Task material START
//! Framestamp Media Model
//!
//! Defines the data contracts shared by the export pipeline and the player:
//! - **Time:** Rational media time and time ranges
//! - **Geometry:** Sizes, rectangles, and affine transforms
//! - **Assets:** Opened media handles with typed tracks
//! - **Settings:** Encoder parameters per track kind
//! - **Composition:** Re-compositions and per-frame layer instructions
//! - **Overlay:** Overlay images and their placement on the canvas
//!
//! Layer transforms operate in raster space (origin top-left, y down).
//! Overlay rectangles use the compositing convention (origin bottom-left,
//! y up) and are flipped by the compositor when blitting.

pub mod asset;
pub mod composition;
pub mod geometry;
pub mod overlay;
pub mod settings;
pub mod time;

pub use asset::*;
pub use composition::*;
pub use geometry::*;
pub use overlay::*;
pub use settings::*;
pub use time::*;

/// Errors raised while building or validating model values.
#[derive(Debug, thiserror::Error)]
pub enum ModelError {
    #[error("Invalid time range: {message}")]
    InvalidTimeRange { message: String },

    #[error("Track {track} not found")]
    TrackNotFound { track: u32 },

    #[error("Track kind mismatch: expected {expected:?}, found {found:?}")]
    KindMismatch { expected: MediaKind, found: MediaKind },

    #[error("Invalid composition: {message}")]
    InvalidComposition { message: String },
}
Task material END
Task material START
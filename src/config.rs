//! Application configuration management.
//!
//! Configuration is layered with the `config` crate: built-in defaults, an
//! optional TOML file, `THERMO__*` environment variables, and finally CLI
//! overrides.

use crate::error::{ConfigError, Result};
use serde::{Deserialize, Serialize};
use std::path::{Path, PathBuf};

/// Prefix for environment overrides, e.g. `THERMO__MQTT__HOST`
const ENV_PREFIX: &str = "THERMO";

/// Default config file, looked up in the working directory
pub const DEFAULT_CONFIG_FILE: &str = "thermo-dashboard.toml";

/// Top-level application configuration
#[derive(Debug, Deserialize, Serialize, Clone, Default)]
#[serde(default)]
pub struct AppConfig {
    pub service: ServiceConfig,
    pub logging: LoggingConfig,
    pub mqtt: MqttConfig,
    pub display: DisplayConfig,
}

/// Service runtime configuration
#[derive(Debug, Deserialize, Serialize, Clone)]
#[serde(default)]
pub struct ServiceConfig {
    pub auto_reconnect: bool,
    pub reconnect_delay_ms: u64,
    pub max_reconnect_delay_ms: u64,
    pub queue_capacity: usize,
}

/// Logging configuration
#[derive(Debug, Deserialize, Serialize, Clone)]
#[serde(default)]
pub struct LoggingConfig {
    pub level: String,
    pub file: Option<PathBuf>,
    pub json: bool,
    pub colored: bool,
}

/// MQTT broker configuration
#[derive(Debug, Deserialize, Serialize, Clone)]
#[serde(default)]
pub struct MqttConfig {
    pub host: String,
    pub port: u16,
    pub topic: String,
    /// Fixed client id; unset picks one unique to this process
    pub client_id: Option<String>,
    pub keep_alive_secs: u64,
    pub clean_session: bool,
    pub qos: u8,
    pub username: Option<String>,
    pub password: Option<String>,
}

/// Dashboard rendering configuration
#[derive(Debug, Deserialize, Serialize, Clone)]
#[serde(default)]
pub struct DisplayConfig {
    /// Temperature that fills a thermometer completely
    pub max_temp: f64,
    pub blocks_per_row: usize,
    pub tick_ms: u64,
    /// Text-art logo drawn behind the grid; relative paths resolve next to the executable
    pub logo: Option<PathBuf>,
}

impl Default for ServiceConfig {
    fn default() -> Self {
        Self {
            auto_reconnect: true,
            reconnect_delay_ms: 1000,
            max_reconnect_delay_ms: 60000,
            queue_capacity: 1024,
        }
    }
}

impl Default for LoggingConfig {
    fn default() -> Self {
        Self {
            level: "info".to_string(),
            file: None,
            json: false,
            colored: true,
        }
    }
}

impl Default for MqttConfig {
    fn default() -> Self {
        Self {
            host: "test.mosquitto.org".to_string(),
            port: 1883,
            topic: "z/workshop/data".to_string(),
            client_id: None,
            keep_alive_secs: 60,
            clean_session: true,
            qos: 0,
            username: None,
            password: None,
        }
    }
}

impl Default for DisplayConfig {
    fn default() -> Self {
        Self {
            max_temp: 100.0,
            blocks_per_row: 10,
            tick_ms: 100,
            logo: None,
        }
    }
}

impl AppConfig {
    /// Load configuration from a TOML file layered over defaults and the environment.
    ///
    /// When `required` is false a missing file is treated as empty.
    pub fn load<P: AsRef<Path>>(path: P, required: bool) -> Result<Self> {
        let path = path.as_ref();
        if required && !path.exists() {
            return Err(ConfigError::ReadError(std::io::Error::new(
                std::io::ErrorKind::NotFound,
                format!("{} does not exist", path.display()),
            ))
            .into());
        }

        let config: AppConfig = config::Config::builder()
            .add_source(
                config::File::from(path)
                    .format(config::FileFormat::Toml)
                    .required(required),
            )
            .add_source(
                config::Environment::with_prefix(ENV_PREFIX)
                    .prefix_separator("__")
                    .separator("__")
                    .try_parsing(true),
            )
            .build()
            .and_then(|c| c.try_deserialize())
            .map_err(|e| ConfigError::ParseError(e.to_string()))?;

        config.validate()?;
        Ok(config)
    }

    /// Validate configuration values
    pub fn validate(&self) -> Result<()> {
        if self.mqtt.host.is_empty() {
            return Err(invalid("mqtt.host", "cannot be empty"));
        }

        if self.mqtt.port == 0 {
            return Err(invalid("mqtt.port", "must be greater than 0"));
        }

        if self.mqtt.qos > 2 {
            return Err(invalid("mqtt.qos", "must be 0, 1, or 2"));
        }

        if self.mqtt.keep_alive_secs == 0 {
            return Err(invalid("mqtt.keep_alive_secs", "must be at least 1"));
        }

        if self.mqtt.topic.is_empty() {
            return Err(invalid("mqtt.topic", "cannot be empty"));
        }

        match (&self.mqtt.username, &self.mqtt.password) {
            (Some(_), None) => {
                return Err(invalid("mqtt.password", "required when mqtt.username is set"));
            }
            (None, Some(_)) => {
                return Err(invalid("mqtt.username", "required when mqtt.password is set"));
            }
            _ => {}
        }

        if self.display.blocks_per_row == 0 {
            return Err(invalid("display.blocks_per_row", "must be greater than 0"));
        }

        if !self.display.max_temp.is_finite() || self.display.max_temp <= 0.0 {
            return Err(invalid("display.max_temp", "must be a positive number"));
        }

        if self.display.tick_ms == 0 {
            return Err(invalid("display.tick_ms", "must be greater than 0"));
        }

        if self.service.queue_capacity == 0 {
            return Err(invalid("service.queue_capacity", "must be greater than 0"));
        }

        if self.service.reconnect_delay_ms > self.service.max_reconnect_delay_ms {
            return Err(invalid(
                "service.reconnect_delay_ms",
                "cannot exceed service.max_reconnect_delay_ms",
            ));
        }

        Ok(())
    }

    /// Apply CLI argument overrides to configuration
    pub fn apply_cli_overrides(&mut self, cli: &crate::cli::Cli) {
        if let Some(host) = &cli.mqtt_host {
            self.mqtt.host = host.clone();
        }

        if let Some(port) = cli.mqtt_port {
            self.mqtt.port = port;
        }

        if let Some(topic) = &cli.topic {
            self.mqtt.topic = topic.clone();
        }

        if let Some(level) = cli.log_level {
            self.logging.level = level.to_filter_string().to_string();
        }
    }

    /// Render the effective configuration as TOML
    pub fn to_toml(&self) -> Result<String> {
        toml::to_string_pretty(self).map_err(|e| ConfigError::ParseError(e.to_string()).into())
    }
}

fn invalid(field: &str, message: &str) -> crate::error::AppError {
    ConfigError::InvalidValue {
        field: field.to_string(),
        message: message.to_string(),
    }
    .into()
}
Task material END
Task material START
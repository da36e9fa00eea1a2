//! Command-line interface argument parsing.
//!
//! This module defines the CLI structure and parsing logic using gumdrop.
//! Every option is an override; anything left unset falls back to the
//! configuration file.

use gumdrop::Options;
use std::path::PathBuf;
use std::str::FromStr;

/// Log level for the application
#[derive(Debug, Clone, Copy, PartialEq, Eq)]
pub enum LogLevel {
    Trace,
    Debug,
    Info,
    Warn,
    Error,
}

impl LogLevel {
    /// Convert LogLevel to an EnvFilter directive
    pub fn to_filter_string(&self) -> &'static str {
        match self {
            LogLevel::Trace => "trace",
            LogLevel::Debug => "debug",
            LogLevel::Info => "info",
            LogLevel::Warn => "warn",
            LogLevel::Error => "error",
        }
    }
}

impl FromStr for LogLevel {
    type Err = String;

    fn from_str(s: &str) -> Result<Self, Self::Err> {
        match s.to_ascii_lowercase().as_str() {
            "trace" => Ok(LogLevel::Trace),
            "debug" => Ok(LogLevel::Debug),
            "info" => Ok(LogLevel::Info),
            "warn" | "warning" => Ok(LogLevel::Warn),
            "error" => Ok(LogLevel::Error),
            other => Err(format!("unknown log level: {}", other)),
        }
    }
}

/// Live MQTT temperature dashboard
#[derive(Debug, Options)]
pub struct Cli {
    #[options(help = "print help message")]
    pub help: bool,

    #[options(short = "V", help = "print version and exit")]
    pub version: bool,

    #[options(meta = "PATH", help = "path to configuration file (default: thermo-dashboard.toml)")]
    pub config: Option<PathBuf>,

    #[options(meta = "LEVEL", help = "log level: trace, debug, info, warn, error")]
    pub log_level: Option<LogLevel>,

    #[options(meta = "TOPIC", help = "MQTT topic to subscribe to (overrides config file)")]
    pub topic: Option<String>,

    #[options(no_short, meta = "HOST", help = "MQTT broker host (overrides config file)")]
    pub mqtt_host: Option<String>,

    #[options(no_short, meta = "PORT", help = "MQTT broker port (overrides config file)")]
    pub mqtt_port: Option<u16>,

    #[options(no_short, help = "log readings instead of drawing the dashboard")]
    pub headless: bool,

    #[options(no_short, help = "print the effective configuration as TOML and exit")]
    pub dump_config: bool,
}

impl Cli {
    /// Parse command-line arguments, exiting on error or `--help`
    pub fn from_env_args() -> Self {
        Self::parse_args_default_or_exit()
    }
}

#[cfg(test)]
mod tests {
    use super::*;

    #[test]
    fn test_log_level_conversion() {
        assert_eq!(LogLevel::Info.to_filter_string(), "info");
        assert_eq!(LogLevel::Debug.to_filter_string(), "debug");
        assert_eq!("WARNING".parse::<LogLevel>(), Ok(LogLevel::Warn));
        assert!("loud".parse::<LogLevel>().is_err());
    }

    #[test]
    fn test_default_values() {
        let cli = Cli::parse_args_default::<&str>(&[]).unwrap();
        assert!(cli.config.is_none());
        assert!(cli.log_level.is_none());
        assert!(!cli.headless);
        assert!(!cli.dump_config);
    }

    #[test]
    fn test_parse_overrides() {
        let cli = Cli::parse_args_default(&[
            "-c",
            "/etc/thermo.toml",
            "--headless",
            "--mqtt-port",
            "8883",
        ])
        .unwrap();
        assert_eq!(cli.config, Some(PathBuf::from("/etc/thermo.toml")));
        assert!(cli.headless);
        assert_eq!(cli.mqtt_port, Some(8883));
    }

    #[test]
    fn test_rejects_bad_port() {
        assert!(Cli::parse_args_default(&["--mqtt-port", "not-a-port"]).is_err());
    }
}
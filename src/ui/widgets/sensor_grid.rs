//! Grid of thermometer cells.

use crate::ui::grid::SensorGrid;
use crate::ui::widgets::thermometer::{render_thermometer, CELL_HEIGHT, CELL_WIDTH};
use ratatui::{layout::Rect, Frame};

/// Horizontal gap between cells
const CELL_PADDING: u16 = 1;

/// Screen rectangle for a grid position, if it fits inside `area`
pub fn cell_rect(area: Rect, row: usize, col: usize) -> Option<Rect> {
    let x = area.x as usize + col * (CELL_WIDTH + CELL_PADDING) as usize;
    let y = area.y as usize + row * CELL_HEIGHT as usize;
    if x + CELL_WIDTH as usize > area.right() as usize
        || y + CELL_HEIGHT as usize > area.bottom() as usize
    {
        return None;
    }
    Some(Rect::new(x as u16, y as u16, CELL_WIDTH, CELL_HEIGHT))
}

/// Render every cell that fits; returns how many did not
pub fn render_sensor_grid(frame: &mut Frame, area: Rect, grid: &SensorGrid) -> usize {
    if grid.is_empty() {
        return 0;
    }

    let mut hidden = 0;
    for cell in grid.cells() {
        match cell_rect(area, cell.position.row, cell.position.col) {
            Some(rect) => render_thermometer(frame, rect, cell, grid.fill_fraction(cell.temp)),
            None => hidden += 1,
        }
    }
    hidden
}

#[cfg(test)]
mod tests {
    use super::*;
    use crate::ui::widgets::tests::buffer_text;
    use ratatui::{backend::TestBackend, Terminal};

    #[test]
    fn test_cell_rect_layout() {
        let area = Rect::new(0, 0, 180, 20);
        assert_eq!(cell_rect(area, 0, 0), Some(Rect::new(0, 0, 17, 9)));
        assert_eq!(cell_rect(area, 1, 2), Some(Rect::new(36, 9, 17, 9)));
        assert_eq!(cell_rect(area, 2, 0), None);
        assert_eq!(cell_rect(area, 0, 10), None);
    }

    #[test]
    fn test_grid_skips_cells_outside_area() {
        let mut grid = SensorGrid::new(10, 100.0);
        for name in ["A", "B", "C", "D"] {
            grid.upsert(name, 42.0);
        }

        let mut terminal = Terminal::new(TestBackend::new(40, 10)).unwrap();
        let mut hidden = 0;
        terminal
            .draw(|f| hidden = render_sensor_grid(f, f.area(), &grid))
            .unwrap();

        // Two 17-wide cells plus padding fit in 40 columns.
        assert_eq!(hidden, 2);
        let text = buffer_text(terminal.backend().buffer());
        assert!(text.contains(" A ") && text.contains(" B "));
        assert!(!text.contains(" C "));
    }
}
Task material END
**Aim of the exercise**
Gather up, from the records above, each line where the word "headless" appears.

**Response to this task**
    pub headless: bool,
        assert!(!cli.headless);
            "--headless",
        assert!(cli.headless);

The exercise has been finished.